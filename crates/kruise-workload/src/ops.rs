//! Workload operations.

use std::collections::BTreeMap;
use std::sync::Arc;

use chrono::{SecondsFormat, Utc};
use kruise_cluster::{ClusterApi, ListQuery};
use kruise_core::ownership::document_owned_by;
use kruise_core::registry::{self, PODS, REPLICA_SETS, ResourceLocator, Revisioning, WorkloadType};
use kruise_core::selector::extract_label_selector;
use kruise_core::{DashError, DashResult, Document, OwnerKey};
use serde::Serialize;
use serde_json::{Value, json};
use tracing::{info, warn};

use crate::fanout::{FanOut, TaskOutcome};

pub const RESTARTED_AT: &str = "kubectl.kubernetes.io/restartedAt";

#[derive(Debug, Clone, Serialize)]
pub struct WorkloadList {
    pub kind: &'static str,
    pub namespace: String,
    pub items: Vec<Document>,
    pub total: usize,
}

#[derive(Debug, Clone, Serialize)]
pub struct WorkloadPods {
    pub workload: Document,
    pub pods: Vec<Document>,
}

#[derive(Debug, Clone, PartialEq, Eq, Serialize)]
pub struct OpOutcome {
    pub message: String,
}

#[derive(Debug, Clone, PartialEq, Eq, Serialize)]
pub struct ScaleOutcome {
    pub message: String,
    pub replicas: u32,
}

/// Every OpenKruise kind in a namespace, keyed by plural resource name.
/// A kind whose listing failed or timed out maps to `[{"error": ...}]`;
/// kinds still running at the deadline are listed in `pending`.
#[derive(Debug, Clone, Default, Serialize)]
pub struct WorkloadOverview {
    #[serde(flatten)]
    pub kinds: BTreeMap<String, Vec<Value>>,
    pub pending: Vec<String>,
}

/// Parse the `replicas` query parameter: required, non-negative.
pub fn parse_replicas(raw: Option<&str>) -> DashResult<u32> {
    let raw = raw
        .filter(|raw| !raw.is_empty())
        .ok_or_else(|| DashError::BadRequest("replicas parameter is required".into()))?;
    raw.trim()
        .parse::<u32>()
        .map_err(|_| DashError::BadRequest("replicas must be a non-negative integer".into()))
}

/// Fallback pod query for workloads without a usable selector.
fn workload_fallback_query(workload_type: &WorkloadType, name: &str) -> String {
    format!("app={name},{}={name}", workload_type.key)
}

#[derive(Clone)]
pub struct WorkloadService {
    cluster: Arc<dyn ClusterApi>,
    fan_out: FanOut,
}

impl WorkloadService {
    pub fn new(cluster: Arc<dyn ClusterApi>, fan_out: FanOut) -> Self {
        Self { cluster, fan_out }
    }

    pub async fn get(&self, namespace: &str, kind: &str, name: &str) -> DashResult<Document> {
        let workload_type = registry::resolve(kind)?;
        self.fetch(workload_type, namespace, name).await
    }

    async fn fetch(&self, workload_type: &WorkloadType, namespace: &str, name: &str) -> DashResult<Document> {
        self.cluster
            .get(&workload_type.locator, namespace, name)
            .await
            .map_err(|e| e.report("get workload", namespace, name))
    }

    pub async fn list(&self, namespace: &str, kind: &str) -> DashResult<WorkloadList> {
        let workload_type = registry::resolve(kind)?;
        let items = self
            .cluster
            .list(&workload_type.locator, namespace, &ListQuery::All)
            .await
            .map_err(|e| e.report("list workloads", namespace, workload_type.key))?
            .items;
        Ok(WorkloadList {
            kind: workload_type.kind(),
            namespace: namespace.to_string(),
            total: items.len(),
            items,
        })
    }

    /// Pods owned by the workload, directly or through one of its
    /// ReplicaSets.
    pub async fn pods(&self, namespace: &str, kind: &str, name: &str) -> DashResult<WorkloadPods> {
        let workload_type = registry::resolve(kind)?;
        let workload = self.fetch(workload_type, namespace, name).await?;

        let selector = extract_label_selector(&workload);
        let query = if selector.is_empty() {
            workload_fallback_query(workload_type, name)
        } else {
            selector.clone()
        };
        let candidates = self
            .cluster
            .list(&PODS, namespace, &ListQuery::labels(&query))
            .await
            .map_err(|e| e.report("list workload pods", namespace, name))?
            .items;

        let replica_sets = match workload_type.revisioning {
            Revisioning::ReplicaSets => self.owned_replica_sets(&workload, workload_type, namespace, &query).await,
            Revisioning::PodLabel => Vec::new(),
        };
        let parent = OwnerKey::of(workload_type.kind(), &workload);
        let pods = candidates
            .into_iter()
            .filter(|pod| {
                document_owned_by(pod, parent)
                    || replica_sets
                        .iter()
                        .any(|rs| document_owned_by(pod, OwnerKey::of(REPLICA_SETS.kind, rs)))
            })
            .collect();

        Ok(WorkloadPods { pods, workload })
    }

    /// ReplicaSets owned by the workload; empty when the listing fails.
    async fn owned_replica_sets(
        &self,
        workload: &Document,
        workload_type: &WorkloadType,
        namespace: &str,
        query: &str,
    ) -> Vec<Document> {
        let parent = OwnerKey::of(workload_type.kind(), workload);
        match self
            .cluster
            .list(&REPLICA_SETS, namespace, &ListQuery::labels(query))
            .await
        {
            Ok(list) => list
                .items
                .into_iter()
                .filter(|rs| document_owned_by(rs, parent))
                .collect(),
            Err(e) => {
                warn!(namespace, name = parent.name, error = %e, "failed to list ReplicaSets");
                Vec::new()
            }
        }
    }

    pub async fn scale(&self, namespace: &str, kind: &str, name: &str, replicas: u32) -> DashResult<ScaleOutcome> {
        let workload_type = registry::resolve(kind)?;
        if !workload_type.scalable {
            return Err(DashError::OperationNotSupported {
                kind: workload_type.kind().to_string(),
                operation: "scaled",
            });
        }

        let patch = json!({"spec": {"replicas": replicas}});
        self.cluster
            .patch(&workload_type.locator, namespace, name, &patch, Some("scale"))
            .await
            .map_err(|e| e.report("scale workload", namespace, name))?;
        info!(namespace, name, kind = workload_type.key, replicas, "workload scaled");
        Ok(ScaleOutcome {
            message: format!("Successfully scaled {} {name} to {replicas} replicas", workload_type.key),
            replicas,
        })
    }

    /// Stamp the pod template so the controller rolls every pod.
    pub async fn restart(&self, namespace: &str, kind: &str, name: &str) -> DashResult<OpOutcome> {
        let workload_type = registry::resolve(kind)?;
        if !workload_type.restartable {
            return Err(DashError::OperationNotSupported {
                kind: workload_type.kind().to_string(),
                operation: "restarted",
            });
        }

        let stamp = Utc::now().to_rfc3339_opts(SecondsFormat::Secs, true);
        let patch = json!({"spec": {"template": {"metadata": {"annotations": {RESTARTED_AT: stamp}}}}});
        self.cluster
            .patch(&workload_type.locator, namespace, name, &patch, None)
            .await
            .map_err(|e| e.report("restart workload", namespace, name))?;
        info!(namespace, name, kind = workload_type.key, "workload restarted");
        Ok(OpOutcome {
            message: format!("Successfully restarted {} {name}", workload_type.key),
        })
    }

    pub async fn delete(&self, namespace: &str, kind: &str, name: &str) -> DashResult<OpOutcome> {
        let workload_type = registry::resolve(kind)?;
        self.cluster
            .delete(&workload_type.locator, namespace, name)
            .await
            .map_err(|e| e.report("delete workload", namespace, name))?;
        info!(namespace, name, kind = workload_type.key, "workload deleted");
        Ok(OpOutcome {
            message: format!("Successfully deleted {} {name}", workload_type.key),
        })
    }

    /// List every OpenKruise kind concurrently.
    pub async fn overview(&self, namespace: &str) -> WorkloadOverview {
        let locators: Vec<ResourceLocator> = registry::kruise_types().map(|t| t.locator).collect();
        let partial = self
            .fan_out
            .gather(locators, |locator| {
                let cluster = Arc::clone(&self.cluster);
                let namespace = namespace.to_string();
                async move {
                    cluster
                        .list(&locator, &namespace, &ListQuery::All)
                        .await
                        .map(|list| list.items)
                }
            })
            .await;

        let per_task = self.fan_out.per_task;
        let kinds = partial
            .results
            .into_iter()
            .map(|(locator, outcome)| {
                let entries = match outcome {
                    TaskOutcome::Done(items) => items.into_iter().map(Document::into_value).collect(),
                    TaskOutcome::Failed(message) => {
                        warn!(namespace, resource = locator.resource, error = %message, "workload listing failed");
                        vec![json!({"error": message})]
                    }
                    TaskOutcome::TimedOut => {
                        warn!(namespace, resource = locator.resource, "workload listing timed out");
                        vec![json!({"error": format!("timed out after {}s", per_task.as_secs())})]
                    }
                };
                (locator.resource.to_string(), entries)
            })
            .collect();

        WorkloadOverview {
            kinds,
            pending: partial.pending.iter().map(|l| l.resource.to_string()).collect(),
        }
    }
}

#####

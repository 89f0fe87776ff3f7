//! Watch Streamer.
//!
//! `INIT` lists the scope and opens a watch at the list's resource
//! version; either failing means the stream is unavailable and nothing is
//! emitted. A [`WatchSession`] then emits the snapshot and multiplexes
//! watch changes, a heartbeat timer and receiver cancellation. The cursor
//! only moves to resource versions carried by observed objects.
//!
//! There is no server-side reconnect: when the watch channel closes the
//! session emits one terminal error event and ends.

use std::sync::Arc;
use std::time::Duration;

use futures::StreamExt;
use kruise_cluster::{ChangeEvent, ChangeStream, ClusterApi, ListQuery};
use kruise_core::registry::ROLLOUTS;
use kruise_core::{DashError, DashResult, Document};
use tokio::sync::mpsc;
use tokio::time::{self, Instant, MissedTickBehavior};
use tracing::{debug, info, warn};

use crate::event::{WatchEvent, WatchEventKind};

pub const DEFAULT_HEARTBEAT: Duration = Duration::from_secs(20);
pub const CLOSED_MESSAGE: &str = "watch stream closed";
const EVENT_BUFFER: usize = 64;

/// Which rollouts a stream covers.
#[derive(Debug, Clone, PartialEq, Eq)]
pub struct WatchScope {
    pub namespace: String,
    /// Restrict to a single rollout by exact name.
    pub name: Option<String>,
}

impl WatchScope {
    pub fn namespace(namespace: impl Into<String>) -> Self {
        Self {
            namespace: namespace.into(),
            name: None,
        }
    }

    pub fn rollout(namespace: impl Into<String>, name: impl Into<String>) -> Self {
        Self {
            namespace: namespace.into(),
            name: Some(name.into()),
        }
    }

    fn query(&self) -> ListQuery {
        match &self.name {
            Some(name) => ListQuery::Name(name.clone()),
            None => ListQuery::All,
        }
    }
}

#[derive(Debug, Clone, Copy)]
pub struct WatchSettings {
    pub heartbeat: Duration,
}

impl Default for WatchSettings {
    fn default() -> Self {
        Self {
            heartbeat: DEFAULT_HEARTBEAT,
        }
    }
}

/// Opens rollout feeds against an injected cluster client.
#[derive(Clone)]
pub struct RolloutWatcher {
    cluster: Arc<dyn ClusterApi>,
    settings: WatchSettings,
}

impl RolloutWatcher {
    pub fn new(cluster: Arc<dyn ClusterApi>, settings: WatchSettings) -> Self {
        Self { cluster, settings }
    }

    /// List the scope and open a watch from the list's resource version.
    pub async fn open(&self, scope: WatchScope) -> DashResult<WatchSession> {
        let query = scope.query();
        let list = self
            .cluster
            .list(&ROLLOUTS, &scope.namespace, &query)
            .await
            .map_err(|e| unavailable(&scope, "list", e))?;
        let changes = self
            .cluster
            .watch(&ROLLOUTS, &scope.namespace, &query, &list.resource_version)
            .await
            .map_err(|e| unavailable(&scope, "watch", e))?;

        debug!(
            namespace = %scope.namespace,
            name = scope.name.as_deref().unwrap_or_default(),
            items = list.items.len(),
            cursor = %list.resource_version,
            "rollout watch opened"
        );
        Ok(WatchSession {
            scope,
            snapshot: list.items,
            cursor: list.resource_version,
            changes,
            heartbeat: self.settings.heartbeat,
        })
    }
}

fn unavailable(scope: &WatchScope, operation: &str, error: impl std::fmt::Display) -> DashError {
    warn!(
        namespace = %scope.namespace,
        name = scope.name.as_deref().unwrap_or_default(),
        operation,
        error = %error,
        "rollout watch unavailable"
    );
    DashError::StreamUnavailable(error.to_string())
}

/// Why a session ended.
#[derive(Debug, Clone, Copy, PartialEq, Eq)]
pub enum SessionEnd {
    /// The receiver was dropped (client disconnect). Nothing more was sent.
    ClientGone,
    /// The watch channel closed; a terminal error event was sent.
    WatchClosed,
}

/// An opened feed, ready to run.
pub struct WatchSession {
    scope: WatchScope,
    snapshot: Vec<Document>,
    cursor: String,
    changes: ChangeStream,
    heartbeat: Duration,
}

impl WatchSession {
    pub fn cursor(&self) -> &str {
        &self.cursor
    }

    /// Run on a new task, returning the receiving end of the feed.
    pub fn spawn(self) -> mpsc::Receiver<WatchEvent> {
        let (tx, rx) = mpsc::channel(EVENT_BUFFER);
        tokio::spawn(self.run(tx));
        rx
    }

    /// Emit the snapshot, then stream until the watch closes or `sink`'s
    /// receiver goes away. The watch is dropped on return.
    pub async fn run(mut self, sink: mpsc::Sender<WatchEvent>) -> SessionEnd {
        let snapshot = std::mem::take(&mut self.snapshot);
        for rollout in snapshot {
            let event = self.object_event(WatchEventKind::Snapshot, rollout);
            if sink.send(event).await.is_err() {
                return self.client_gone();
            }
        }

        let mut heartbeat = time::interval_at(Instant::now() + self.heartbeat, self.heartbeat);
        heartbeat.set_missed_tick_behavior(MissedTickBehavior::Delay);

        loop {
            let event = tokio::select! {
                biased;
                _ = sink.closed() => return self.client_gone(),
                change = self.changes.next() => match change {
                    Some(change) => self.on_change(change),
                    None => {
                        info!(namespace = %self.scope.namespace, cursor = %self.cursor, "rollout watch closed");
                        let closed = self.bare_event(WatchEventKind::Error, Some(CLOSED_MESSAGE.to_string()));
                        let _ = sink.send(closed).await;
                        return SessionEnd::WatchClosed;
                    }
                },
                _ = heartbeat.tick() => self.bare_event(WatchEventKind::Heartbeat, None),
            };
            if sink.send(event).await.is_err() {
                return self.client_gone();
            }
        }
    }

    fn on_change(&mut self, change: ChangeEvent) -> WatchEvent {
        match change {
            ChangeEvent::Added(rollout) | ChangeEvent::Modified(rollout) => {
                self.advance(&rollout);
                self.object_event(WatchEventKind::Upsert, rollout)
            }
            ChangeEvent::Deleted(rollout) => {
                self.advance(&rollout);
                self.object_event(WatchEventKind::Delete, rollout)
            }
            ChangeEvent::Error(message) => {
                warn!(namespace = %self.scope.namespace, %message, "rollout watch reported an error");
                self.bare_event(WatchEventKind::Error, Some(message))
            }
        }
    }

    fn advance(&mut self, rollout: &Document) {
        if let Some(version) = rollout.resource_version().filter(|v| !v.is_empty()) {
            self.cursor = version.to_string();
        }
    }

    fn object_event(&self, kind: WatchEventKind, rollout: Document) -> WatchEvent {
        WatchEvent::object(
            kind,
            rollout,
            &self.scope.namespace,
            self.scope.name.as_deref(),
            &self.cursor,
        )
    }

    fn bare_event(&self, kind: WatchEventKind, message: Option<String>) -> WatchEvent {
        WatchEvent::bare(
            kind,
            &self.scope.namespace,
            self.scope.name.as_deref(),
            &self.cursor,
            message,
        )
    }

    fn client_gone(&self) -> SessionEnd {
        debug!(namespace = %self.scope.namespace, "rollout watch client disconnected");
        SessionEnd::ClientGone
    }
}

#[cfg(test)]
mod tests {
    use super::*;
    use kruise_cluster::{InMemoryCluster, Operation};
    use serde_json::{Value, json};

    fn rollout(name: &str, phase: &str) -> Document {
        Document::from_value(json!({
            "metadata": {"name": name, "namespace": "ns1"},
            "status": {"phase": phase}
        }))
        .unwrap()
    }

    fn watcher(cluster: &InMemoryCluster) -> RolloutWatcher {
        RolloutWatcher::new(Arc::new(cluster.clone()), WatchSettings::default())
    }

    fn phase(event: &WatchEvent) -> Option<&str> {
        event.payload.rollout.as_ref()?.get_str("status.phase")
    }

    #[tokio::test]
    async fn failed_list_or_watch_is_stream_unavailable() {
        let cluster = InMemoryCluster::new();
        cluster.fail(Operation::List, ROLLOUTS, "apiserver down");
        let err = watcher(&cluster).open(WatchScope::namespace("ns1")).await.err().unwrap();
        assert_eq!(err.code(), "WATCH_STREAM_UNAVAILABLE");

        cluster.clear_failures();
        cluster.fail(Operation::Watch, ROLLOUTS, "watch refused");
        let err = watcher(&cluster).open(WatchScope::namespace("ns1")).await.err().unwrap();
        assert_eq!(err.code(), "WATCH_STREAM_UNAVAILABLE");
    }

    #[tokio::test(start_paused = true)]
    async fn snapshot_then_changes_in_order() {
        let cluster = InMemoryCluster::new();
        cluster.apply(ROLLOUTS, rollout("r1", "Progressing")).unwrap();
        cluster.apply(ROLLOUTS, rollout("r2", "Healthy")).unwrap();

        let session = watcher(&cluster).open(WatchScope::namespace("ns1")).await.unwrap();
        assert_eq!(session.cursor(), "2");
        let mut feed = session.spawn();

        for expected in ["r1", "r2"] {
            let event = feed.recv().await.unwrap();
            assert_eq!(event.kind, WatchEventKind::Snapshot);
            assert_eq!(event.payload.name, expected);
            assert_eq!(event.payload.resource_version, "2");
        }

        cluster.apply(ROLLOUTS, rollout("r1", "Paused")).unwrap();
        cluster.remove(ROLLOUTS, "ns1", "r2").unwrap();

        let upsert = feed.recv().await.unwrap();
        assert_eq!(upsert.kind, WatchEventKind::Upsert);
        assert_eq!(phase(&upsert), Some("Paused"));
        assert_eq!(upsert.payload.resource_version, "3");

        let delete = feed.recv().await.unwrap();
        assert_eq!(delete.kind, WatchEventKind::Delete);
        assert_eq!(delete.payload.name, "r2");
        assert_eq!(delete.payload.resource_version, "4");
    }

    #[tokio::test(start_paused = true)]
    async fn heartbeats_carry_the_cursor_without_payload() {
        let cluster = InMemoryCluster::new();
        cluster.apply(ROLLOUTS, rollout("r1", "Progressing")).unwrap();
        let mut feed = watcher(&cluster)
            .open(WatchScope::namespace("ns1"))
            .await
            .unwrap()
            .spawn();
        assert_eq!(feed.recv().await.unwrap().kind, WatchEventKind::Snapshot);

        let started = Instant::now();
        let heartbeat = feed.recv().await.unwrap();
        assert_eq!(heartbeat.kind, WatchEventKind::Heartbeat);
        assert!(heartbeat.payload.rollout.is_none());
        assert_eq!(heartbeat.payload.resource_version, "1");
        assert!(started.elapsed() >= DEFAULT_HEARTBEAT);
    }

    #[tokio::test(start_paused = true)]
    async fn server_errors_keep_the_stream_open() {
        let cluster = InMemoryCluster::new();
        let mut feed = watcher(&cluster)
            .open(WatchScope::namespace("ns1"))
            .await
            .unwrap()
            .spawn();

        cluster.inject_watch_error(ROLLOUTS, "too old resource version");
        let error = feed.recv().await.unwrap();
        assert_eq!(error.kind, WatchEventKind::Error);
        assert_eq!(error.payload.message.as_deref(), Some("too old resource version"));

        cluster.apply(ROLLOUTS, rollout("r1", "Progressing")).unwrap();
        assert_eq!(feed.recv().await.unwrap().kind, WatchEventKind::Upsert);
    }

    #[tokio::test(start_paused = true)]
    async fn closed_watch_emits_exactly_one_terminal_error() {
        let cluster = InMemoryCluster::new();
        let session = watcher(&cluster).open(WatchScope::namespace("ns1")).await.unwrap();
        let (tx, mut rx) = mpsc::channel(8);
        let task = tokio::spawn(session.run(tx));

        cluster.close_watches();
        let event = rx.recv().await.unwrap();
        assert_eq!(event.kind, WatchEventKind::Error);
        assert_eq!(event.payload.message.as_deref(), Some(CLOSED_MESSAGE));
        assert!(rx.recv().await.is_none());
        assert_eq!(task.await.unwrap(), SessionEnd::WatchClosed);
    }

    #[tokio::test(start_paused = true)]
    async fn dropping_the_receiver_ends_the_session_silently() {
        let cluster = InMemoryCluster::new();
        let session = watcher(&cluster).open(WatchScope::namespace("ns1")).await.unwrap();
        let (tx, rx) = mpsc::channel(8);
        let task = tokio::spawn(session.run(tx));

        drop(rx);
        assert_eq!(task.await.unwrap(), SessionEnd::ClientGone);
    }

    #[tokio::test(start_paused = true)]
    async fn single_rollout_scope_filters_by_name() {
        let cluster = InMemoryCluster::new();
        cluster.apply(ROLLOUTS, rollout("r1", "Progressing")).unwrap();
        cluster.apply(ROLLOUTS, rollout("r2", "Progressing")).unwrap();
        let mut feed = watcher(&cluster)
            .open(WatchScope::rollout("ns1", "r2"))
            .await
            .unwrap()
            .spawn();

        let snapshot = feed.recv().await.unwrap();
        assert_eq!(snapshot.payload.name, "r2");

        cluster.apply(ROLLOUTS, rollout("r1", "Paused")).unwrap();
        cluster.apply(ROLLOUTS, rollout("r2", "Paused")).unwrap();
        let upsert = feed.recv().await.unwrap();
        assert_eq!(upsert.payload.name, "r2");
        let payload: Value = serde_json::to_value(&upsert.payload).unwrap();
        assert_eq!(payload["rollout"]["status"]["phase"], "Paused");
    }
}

#####

• **Exercise directions**
When you find a line in the records that contains the word "OpenKruise", copy it.

• **Answer section**
/// Every OpenKruise kind in a namespace, keyed by plural resource name.
    /// List every OpenKruise kind concurrently.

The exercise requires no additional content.